- **TASK GOAL**: Whenever a line below mentions the word "tests", that line should be copied.
INFORMATION SHOWN START
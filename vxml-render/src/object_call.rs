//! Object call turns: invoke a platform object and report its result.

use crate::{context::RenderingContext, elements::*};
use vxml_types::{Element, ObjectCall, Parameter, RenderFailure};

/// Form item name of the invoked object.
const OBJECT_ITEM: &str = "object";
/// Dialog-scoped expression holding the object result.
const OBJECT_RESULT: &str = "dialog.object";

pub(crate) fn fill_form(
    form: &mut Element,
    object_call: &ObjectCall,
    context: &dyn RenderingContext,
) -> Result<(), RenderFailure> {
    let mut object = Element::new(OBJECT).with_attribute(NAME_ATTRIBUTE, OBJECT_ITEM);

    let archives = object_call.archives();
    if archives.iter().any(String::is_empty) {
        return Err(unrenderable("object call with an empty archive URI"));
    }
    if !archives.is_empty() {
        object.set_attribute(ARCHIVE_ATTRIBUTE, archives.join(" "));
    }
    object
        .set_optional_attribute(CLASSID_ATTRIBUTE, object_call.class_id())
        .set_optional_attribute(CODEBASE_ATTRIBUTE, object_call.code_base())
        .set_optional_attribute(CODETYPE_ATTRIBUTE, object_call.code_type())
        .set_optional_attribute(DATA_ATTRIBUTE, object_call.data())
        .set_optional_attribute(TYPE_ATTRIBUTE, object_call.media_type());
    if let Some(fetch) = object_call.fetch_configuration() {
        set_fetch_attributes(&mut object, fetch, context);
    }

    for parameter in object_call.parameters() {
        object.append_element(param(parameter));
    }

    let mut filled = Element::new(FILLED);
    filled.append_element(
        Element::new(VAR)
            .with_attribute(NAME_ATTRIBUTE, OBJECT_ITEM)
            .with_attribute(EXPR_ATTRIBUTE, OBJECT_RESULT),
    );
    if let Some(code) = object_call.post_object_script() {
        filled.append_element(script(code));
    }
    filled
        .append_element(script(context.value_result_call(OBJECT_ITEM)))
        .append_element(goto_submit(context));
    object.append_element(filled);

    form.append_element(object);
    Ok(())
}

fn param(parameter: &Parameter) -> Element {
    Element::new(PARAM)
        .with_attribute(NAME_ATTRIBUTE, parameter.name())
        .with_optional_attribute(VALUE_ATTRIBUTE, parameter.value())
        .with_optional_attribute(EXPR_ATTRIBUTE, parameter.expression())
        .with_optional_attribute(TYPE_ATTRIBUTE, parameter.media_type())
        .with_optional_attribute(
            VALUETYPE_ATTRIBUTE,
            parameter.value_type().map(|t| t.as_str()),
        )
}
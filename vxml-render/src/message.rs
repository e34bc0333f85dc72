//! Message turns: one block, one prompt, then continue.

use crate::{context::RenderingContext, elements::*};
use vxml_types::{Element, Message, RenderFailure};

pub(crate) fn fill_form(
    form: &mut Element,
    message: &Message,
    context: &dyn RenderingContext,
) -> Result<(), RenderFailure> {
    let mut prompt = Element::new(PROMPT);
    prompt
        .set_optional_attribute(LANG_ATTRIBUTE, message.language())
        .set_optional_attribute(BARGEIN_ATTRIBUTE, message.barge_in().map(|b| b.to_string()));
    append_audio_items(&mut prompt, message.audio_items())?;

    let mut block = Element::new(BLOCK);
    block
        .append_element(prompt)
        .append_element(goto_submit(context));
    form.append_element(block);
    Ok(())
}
INFORMATION SHOWN END
INFORMATION SHOWN START
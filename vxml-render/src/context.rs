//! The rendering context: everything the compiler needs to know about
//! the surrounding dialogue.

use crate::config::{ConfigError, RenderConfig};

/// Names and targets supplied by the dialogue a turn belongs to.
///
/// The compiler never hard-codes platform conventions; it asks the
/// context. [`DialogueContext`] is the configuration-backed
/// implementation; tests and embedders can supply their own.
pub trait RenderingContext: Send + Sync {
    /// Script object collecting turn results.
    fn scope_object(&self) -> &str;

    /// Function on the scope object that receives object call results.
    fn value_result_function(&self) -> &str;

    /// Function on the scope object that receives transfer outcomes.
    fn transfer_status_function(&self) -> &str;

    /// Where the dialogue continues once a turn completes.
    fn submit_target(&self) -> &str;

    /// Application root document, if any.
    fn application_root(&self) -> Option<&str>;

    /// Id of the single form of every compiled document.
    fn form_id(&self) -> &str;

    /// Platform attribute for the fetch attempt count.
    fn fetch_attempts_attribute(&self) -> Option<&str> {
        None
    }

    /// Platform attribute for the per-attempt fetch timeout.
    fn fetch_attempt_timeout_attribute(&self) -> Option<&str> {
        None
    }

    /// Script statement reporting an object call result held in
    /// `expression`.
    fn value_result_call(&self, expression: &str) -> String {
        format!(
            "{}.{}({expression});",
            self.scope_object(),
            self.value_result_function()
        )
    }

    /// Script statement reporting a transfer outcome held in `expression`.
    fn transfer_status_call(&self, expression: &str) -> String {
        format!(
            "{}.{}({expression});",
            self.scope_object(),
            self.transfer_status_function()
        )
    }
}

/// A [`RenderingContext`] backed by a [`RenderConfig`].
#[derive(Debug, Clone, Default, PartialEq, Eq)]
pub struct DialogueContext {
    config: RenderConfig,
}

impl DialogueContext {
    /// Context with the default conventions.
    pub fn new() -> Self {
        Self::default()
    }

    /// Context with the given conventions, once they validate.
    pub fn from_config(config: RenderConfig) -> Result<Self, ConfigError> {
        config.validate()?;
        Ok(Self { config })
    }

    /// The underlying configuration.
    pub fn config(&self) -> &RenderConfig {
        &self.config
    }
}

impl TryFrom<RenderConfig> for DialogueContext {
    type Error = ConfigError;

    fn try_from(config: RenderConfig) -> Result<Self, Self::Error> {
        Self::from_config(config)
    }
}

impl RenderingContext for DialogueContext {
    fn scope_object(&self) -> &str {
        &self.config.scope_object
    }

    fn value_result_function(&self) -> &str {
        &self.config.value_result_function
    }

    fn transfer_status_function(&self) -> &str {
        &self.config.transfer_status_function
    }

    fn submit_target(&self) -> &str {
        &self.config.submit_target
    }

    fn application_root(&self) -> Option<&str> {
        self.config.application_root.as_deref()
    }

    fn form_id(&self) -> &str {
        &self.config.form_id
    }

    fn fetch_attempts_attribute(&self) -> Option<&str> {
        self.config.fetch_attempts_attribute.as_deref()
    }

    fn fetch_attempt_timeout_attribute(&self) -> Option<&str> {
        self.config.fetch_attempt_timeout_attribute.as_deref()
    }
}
INFORMATION SHOWN END
INFORMATION SHOWN START
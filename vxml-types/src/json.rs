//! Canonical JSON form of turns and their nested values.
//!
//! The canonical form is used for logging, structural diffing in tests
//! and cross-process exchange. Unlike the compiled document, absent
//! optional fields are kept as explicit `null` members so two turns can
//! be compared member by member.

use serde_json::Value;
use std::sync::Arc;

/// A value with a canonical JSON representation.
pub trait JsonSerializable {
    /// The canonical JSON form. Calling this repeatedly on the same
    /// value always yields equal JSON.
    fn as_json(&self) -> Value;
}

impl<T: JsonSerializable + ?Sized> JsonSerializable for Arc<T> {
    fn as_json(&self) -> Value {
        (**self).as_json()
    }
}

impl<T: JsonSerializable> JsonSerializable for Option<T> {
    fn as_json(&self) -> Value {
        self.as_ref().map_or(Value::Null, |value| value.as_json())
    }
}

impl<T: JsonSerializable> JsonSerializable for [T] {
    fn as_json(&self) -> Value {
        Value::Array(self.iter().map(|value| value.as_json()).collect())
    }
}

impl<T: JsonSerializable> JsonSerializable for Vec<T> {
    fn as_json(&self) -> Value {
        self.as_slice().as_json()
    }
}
INFORMATION SHOWN END
- **WRITTEN REPLY**:
/// implementation; tests and embedders can supply their own.
//! The canonical form is used for logging, structural diffing in tests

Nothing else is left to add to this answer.